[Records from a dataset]
[Start of Attachment]

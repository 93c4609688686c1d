// This Source Code Form is subject to the terms of the Mozilla Public
// License, v. 2.0. If a copy of the MPL was not distributed with this
// file, You can obtain one at https://mozilla.org/MPL/2.0/.

//! Facilities intended for the test suites of this workspace.  These should
//! not be used in production code.

pub mod dev;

[End of Attachment]

» What needs to be done
Only the lines from the one containing "distributed with this" through the last line of the records should appear, each written out exactly.

» Response box
// License, v. 2.0. If a copy of the MPL was not distributed with this
// file, You can obtain one at https://mozilla.org/MPL/2.0/.

//! Facilities intended for the test suites of this workspace.  These should
//! not be used in production code.

pub mod dev;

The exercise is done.